● Task requirements: Reproduce the top of the data verbatim, through and including the line that contains "use tokio::io::AsyncRead;".

------------------------------------

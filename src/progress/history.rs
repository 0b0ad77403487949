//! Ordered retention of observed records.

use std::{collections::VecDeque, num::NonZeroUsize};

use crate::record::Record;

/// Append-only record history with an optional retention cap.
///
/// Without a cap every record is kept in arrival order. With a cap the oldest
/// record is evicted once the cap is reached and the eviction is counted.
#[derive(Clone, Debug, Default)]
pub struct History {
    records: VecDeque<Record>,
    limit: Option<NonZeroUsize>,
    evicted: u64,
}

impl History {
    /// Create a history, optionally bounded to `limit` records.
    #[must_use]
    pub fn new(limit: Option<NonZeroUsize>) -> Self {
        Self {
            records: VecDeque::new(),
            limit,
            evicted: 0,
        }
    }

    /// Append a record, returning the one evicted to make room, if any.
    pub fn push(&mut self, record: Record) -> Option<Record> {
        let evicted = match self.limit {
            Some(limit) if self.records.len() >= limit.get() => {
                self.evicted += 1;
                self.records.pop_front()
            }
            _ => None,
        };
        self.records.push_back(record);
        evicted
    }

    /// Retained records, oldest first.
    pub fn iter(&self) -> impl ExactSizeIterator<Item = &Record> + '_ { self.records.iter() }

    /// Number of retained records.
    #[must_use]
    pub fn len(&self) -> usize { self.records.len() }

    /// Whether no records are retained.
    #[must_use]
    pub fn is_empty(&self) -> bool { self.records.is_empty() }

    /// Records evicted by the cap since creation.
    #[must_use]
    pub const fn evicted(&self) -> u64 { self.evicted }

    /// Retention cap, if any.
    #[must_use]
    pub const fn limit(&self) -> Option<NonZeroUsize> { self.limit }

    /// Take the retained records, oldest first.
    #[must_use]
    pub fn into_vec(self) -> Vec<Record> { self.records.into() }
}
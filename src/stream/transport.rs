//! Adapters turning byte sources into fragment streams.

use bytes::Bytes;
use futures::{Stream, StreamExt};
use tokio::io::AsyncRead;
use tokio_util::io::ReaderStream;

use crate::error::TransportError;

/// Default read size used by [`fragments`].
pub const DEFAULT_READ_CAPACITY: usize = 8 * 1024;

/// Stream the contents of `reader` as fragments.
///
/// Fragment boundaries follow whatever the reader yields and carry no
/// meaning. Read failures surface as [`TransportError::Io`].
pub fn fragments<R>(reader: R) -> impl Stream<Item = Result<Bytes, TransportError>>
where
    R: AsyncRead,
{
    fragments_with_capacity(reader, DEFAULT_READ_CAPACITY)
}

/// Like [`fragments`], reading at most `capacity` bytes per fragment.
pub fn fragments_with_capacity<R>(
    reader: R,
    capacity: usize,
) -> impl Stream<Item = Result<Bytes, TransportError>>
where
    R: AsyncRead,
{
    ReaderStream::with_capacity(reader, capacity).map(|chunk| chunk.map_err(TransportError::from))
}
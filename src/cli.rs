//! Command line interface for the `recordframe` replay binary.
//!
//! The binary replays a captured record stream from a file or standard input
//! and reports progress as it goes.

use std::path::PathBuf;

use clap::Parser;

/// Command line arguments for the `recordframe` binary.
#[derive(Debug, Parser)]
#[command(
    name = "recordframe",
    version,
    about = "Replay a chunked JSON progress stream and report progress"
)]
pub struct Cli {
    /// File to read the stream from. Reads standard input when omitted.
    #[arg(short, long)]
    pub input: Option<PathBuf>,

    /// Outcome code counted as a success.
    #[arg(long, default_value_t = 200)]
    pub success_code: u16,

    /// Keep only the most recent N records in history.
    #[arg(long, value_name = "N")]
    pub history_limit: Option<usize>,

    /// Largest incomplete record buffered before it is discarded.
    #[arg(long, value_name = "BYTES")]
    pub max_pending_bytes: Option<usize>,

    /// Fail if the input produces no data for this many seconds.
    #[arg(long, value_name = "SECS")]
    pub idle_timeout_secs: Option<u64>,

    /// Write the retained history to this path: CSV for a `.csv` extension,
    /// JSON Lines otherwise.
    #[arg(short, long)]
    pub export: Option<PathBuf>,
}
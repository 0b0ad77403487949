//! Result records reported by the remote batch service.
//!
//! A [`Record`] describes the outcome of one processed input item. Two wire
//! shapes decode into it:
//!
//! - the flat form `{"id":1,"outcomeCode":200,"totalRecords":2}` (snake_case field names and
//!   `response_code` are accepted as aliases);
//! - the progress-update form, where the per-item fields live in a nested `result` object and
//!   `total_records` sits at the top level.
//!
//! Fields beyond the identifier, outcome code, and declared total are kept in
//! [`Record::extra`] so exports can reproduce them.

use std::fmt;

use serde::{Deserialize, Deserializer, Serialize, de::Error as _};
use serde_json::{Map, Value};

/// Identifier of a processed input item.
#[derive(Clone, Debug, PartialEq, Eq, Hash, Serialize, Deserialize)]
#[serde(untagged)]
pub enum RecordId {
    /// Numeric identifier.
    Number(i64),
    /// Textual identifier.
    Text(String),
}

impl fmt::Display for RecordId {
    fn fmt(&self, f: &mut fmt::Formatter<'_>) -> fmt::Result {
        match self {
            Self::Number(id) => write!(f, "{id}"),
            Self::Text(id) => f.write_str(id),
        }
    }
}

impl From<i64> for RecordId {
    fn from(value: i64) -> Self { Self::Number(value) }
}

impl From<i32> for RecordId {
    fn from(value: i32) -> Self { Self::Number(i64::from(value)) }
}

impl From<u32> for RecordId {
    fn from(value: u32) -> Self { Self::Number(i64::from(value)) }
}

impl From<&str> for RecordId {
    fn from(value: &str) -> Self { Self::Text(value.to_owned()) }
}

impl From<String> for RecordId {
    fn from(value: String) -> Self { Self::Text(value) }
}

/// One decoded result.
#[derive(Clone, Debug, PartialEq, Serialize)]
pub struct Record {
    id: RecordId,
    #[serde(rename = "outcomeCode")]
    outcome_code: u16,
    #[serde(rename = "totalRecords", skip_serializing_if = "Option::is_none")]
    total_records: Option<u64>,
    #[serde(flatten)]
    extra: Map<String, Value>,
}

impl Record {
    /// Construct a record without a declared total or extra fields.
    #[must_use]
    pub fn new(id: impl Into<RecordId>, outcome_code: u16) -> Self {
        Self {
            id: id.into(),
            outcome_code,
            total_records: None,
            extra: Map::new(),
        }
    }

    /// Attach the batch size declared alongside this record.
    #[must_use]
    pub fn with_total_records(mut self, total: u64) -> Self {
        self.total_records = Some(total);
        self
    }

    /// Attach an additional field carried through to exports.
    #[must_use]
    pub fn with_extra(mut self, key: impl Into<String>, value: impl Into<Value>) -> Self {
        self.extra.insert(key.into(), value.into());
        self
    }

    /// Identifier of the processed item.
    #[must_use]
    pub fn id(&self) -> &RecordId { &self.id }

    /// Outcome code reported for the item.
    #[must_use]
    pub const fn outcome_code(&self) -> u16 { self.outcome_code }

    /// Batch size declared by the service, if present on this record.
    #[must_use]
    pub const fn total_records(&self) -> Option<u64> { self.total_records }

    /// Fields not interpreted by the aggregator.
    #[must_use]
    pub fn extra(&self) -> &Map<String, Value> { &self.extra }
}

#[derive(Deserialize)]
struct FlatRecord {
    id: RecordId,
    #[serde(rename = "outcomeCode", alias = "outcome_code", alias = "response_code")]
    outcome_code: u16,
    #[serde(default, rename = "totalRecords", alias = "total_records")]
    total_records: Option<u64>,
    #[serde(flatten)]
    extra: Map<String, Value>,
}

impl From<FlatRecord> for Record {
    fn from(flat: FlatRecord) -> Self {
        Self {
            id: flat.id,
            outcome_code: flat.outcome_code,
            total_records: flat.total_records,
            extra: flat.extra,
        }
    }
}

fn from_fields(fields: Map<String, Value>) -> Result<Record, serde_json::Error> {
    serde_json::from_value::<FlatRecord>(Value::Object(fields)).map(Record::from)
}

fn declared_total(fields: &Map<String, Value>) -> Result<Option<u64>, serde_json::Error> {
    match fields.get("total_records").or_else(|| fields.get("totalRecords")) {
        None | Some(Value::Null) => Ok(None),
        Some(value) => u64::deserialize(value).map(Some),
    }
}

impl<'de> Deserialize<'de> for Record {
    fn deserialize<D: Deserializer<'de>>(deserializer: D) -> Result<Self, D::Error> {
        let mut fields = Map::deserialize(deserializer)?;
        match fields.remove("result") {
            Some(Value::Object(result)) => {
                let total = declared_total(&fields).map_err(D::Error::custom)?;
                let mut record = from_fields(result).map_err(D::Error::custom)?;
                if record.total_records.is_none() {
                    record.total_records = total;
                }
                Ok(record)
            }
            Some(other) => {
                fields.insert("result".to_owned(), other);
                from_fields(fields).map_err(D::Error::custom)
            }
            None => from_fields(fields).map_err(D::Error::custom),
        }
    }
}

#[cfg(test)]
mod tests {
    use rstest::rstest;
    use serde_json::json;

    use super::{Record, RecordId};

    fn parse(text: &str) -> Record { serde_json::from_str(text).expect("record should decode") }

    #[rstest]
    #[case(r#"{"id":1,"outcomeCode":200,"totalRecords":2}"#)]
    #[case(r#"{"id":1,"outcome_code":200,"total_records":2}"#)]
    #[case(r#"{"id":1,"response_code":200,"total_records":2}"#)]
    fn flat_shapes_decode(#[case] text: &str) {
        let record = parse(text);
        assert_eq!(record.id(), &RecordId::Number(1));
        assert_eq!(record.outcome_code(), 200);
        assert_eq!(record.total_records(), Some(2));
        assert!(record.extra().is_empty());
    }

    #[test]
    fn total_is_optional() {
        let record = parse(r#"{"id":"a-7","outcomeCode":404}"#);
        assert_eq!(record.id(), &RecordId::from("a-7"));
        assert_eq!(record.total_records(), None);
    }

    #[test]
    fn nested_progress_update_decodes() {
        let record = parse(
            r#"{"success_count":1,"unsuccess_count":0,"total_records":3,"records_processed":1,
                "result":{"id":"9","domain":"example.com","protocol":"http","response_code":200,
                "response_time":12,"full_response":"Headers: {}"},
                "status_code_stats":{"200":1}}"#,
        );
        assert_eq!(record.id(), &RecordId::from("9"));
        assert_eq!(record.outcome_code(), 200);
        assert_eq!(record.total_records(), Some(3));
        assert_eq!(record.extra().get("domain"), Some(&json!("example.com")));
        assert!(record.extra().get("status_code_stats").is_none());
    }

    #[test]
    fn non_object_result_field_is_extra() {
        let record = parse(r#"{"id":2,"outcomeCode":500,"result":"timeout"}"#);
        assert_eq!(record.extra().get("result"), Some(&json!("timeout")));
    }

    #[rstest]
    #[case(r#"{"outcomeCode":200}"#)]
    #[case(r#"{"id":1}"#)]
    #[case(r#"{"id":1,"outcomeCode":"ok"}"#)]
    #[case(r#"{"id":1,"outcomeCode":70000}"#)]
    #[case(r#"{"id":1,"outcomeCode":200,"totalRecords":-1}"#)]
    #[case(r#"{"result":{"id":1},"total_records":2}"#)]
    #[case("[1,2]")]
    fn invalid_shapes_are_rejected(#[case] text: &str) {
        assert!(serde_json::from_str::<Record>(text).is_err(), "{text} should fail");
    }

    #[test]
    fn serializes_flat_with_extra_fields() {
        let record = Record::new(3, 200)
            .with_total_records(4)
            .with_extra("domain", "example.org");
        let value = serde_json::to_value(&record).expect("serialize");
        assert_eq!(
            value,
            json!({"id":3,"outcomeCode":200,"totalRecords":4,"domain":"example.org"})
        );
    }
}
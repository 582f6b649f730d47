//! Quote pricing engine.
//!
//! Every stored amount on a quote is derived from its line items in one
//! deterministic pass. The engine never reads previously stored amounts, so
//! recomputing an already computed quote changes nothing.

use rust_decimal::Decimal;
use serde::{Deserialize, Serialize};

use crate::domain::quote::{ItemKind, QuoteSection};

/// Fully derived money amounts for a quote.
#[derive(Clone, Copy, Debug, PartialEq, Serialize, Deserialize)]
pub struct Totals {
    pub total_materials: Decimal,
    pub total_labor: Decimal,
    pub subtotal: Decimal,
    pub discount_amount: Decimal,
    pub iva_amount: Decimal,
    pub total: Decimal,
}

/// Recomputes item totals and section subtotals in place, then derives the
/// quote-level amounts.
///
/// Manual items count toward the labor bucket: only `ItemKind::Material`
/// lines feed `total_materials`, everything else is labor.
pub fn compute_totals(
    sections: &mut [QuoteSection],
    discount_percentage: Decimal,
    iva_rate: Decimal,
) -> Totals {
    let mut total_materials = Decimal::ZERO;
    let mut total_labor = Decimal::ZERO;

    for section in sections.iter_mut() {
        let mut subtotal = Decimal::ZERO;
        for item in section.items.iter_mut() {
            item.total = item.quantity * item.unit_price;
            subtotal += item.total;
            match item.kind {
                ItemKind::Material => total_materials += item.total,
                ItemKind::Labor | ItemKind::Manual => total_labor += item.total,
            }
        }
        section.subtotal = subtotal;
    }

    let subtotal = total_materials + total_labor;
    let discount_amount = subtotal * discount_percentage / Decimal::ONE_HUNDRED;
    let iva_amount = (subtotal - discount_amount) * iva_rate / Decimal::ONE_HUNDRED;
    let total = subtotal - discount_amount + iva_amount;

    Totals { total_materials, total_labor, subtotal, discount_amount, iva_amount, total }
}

------------------------------------

● Task output:
filename src/progress/history.rs
repository 0b0ad77403487949
//! Ordered retention of observed records.

use std::{collections::VecDeque, num::NonZeroUsize};

use crate::record::Record;

/// Append-only record history with an optional retention cap.
///
/// Without a cap every record is kept in arrival order. With a cap the oldest
/// record is evicted once the cap is reached and the eviction is counted.
#[derive(Clone, Debug, Default)]
pub struct History {
    records: VecDeque<Record>,
    limit: Option<NonZeroUsize>,
    evicted: u64,
}

impl History {
    /// Create a history, optionally bounded to `limit` records.
    #[must_use]
    pub fn new(limit: Option<NonZeroUsize>) -> Self {
        Self {
            records: VecDeque::new(),
            limit,
            evicted: 0,
        }
    }

    /// Append a record, returning the one evicted to make room, if any.
    pub fn push(&mut self, record: Record) -> Option<Record> {
        let evicted = match self.limit {
            Some(limit) if self.records.len() >= limit.get() => {
                self.evicted += 1;
                self.records.pop_front()
            }
            _ => None,
        };
        self.records.push_back(record);
        evicted
    }

    /// Retained records, oldest first.
    pub fn iter(&self) -> impl ExactSizeIterator<Item = &Record> + '_ { self.records.iter() }

    /// Number of retained records.
    #[must_use]
    pub fn len(&self) -> usize { self.records.len() }

    /// Whether no records are retained.
    #[must_use]
    pub fn is_empty(&self) -> bool { self.records.is_empty() }

    /// Records evicted by the cap since creation.
    #[must_use]
    pub const fn evicted(&self) -> u64 { self.evicted }

    /// Retention cap, if any.
    #[must_use]
    pub const fn limit(&self) -> Option<NonZeroUsize> { self.limit }

    /// Take the retained records, oldest first.
    #[must_use]
    pub fn into_vec(self) -> Vec<Record> { self.records.into() }
}
filename src/stream/transport.rs
//! Adapters turning byte sources into fragment streams.

use bytes::Bytes;
use futures::{Stream, StreamExt};
use tokio::io::AsyncRead;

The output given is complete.